PROVIDED RECORDS
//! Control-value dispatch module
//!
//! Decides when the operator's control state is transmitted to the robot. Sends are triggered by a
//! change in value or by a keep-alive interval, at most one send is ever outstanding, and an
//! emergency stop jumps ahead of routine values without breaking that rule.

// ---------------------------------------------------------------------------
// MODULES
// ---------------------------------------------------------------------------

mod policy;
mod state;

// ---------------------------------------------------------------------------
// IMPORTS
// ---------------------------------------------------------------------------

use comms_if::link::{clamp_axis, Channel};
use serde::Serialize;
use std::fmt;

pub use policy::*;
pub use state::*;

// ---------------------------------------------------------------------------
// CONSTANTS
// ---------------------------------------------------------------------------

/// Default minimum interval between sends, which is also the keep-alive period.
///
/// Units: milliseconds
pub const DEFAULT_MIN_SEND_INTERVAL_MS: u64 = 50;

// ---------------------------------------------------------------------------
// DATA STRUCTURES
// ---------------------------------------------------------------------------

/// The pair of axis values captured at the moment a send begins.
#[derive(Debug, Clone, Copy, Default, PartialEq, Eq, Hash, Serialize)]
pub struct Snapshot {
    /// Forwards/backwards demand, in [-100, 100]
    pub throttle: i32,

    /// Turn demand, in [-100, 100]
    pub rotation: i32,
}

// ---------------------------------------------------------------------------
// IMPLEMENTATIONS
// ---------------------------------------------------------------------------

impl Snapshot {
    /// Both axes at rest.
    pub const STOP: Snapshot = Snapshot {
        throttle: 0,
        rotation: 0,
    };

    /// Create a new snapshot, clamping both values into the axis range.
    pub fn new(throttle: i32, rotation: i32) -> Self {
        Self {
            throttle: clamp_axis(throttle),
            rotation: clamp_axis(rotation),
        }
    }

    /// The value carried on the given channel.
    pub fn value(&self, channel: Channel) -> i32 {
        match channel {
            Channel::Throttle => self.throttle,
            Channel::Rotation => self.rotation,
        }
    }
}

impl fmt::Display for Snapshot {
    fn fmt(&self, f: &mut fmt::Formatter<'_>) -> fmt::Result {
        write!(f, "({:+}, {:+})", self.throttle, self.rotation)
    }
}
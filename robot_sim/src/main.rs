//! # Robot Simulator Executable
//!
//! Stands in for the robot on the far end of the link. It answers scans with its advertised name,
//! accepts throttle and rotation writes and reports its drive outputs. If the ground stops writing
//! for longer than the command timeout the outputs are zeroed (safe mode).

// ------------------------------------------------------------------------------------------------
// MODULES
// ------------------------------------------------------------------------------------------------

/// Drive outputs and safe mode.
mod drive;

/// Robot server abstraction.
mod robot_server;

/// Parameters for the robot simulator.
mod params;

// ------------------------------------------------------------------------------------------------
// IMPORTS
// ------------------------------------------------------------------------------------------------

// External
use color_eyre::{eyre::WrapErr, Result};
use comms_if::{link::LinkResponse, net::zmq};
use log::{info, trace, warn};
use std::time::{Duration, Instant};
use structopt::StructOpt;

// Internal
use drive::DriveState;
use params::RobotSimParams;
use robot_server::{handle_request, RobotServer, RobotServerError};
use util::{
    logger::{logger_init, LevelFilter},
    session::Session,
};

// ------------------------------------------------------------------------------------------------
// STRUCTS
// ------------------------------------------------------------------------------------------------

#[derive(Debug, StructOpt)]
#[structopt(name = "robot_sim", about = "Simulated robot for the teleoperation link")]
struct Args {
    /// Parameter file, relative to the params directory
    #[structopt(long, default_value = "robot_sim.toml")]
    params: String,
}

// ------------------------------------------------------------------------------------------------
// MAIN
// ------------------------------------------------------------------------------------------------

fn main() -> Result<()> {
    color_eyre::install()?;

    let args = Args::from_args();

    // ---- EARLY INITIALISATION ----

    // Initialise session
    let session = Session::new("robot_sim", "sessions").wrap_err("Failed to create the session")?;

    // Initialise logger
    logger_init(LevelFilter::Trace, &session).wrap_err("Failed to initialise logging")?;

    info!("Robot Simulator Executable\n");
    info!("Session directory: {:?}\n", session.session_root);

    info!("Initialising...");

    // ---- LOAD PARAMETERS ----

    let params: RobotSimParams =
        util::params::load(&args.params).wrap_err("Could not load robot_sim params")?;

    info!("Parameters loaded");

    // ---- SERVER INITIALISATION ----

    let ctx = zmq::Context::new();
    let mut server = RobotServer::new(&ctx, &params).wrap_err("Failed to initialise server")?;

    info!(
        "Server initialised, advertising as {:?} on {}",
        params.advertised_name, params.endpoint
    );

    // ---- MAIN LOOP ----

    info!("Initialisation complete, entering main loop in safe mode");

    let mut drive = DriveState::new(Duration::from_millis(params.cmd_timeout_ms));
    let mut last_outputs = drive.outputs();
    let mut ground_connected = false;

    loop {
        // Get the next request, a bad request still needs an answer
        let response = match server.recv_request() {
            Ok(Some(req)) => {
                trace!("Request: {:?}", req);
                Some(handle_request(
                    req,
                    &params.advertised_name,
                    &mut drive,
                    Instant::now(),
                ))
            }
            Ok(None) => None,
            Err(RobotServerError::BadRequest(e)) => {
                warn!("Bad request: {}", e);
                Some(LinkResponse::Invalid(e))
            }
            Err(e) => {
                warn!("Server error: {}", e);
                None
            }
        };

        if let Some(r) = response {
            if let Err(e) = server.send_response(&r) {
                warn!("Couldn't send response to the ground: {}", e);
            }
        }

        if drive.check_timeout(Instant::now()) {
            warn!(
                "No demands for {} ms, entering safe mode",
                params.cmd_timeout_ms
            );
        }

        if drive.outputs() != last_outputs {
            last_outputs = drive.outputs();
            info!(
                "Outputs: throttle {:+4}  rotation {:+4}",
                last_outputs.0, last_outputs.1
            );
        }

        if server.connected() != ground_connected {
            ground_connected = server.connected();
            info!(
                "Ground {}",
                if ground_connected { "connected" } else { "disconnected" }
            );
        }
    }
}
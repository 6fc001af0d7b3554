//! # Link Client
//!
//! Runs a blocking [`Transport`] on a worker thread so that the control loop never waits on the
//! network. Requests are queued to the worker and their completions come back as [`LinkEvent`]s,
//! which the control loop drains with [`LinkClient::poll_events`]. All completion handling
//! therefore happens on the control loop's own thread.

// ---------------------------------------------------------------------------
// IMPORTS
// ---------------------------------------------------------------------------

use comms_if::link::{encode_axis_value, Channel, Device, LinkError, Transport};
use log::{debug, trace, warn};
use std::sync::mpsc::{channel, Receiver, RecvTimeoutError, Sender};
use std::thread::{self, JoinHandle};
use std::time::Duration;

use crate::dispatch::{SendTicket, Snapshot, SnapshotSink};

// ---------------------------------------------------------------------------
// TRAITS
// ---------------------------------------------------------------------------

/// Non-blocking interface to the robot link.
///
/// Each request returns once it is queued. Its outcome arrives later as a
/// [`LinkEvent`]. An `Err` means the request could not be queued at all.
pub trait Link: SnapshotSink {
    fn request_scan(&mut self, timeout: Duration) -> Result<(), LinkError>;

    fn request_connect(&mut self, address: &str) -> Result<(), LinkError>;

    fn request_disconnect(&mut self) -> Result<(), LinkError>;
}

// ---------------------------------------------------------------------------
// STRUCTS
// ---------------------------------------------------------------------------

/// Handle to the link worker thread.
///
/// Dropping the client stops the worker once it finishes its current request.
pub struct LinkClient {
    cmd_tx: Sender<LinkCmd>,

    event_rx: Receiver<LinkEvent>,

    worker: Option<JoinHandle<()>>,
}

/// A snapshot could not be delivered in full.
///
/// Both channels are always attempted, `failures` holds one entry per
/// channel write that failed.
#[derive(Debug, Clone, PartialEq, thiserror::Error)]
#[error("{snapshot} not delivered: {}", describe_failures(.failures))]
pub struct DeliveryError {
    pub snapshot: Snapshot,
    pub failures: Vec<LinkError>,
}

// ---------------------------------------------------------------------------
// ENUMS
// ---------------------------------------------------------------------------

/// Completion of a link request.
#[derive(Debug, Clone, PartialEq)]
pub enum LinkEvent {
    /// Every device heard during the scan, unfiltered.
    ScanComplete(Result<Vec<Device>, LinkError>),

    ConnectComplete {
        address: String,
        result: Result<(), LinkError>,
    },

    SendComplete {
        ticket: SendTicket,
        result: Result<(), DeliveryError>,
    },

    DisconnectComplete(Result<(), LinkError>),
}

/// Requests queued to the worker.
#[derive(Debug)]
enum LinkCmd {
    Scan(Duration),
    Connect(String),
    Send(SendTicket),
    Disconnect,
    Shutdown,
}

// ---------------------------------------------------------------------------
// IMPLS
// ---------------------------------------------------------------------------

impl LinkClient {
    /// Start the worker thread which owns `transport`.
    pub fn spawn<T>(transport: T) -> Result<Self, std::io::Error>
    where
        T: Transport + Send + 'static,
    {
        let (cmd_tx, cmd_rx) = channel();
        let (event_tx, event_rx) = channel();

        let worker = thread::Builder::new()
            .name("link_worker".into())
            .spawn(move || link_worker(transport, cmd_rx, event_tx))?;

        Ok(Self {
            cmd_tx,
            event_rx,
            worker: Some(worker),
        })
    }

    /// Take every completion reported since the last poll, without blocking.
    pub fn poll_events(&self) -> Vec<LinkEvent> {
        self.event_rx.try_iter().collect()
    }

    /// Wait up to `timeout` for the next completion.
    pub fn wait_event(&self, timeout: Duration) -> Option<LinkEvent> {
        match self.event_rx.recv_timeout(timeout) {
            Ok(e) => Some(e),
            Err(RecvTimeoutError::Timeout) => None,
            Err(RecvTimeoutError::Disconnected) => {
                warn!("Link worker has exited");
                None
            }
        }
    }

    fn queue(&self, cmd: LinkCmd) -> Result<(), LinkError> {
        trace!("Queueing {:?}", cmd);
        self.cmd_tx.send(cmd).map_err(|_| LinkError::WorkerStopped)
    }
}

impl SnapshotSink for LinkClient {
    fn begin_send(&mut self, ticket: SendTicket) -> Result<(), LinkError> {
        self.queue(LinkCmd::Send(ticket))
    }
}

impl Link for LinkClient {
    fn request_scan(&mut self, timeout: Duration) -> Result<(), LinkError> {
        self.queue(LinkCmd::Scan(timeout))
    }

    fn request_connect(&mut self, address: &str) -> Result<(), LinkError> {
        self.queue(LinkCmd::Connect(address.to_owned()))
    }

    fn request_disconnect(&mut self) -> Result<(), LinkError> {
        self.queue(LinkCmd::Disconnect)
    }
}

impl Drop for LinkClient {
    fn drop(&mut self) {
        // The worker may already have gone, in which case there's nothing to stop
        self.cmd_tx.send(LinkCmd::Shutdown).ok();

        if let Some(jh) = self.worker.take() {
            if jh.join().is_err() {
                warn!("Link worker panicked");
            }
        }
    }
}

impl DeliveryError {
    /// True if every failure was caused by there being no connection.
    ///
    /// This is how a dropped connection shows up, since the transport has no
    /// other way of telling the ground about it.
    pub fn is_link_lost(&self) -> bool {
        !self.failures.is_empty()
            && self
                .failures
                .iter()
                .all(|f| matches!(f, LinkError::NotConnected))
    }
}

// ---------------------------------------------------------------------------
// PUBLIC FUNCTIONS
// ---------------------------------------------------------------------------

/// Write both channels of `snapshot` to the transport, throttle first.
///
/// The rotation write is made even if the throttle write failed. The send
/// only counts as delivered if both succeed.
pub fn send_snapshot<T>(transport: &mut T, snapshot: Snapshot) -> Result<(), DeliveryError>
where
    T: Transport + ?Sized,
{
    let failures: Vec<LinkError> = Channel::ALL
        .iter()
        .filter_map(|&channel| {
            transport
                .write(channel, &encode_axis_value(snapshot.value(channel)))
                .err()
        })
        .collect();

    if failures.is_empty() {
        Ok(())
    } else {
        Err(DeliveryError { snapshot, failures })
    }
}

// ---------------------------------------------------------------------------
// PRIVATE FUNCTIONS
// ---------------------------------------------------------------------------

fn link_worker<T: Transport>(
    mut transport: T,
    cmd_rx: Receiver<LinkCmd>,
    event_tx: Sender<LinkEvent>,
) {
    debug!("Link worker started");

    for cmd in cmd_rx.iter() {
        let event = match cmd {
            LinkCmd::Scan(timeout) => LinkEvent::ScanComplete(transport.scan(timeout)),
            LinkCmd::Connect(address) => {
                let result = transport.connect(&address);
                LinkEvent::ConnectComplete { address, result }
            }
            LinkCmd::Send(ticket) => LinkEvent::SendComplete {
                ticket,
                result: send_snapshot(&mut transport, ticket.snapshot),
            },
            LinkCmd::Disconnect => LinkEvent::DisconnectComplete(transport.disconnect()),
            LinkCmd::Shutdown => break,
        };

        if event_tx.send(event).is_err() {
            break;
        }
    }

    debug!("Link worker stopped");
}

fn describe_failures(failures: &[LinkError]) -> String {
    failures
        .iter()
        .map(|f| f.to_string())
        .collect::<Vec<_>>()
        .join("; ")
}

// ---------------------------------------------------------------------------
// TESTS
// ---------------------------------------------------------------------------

WORK REQUEST
Within the data above, filter for lines containing the word "collect" and copy each one.

RESULT FOR THIS TASK
        self.event_rx.try_iter().collect()
        .collect();
        .collect::<Vec<_>>()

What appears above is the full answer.